Health care providers routinely tell children they are “too fat” and many parents are told to “keep an eye on it” (whatever that means). Children are encouraged to “eat healthier,” as if they have control of the grocery cart, yet this advice has backfired according to the Academy of Pediatrics, who recently reported that this vague advice is confusing to families who are already eating balanced meals.3 For older children this can lead to weight stigma, skipping meals and eating disorders. Overall, BMI monitoring has been mostly ineffective in making a positive impact on weight, and it is a turnoff to parents who want nonjudgmental conversations about their children.4
If Theodor Seuss Geisel were alive today, what would he think of the way children are classified by weight as young as the age of 2? Would he join the fight against pediatric obesity or would he search for an alternative voice, such as that of the Cat in the Hat?

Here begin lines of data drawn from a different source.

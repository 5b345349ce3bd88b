use std::{cell::RefCell, rc::Rc};

use anyhow::anyhow;
use classfile::{classfile::ClassFile, flags::FieldAccessFlag, parser::Parser};
use tracing::{debug, warn};

use crate::{
    artifact::LoadedClass, classify::MemberTarget, error::InjectError, pointcut::Pointcut,
    writer::ArtifactWriter,
};

use super::{bind_constant_value, synthesize_string_return, PatchStrategy};

/// Strategy B: redefinition through an isolated override layer.
///
/// The patch runs against a separate copy of the class loaded inside an
/// [`OverlayContext`]; only a fully successful redefinition is committed
/// back to the run cache and written out. Field overrides are attached
/// uniformly for static and instance fields, with the documented caveat
/// that a non-final instance field's own initialiser still wins at
/// construction time.
pub struct OverlayRedefine;

impl PatchStrategy for OverlayRedefine {
    fn name(&self) -> &'static str {
        "overlay"
    }

    fn apply(
        &self,
        artifact: &Rc<RefCell<LoadedClass>>,
        target: MemberTarget,
        value: &str,
        pointcut: &Pointcut,
        writer: &ArtifactWriter,
    ) -> Result<(), InjectError> {
        let mut class = artifact.borrow_mut();
        let mut context = OverlayContext::open(&class, pointcut)?;

        match target {
            MemberTarget::Field(index) => {
                let field = &context.class_file().fields[index];
                let is_static = field.flags.has(FieldAccessFlag::STATIC);
                let is_final = field.flags.has(FieldAccessFlag::FINAL);

                if !is_static && !is_final {
                    // The override binds the declared initialiser only: the
                    // instance initialiser assigns the original literal
                    // after this binding, so that value wins at runtime
                    warn!(
                        "field target {} is neither static nor final; \
                         the injected value applies to the declared initialiser, \
                         constructed instances keep the original value",
                        pointcut
                    );
                }

                bind_constant_value(context.class_file_mut(), index, value)
                    .map_err(|e| InjectError::patch(&pointcut.to_string(), e))?;
            }
            MemberTarget::Method(index) => {
                // Redefinition intercepts by name; it refuses to guess
                // between overloads even if classification were to change
                let candidates = context
                    .class_file()
                    .method_indices(&pointcut.member)
                    .map_err(|e| InjectError::patch(&pointcut.to_string(), e))?;
                if candidates.len() != 1 {
                    return Err(InjectError::patch(
                        &pointcut.to_string(),
                        anyhow!(
                            "redefinition requires exactly one method named '{}', found {}",
                            pointcut.member,
                            candidates.len()
                        ),
                    ));
                }

                synthesize_string_return(context.class_file_mut(), index, value)
                    .map_err(|e| InjectError::patch(&pointcut.to_string(), e))?;
            }
        }

        context.commit(&mut class, writer, pointcut)?;

        Ok(())
    }
}

/// Scoped redefinition context.
///
/// Owns the working copy of the class between load and commit, so a failed
/// patch never leaks partial mutations into the run cache. The copy is
/// materialised by re-loading the cached artifact's current binary image,
/// which keeps mutations from earlier pointcuts visible. The context is
/// disposed when it goes out of scope whether the patch succeeded or not.
struct OverlayContext {
    class_name: String,
    redefined: Option<ClassFile>,
}

impl OverlayContext {
    fn open(shared: &LoadedClass, pointcut: &Pointcut) -> Result<Self, InjectError> {
        let image = classfile::writer::encode(shared.class_file())
            .map_err(|e| InjectError::patch(&pointcut.to_string(), e))?;
        let redefined = Parser::new(&image)
            .parse()
            .map_err(|e| InjectError::patch(&pointcut.to_string(), e))?;

        debug!("opened overlay context for {}", shared.name());

        Ok(Self {
            class_name: shared.name().to_string(),
            redefined: Some(redefined),
        })
    }

    fn class_file(&self) -> &ClassFile {
        self.redefined.as_ref().expect("context already committed")
    }

    fn class_file_mut(&mut self) -> &mut ClassFile {
        self.redefined.as_mut().expect("context already committed")
    }

    /// Writes the redefined class and swaps it into the run cache.
    fn commit(
        mut self,
        shared: &mut LoadedClass,
        writer: &ArtifactWriter,
        pointcut: &Pointcut,
    ) -> Result<(), InjectError> {
        let redefined = self.redefined.take().expect("context already committed");

        if shared.is_frozen() {
            shared.defrost();
        }
        shared.redefine(redefined);

        writer.write(shared, pointcut)?;

        Ok(())
    }
}

impl Drop for OverlayContext {
    fn drop(&mut self) {
        if self.redefined.is_some() {
            debug!("overlay context for {} disposed without commit", self.class_name);
        }
    }
}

You’ve got a mind that is one of a kind, so why hide it away? It’s time to open the locks and think out-of-the-box and today is your day! Bounce on the brink of whatever you think, and oh, what could be better than that? And that is the fun of The Cat in the Hat!5
If we are to protect children and promote their health, perhaps we could be more like The Cat in the Hat. He is on the side of children. He does not target them, label them, or shake his head in disgust at them. To him, there is no such thing as an overweight or obese child. All children are simply precious and imaginative creatures like himself. Ask Horton and JoJo, who sing together, “I have wings and I can fly around the moon and far beyond the sky.”6 Using People First language is a good place to start, identifying people by name, not disease. One request the Cat in the Hat might make is: “Could we please stop writing ‘obese child’ in the medical chart? How about ‘delightful child who loves riding bike and reading books?’”
When we think out-of-the-box we can see that obesity isn’t the main problem. It is merely one of many symptoms of much bigger issues: lack of physical activity, excess use of technology (TV, computer, iPad, phone, etc.), high stress, poor nutrition, lack of sleep, poverty, lack of education, lack of motivation, etc. Consider that not all children who have poor lifestyle habits are overweight or obese. Many are slender, perhaps due to a fast metabolism, but nonetheless, they often still suffer from poor nutrition, lack of fitness, poor dental health, TV and computer obsessions, sleep disorders, emotional stress, or addictions.
If we are ever to make any progress in the area of “pediatric obesity” we must stop acting like General Genghis Khan Schmitz, the stern military general in Seussical who prided himself in being able to “scare children out of their wits.” He threatens that JoJo will have to “sweat and shiver, and eat raw liver” and he will not tolerate people who eat their bread “butter side down;” it must be eaten “butter side up!”7 General Schmitz is the epitome of the “one-size-fits-all” intervention and belief that “we have a program for you.” It’s Butter Side Up (canned program) because in healthcare these days, we just don’t have time for Butter Side Down (custom-made for you.)
Based on lack of progress in this area and evidence of harm (even increased bullying in schools toward children who are larger), it is obvious that we are putting our energy in the wrong places, and very possibly doing harm to children with our current practices. The Cat in the Hat is right: It’s time to open the locks and think out-of-the-box. And today is your day!5
Bev Benda, RDN, LDN, BCC, has dedicated the last 30 years to public health, health promotion and health care. Through her web site www.mycoachbev.com she provides onsite and virtual services that include coaching, motivational presentations, and consulting.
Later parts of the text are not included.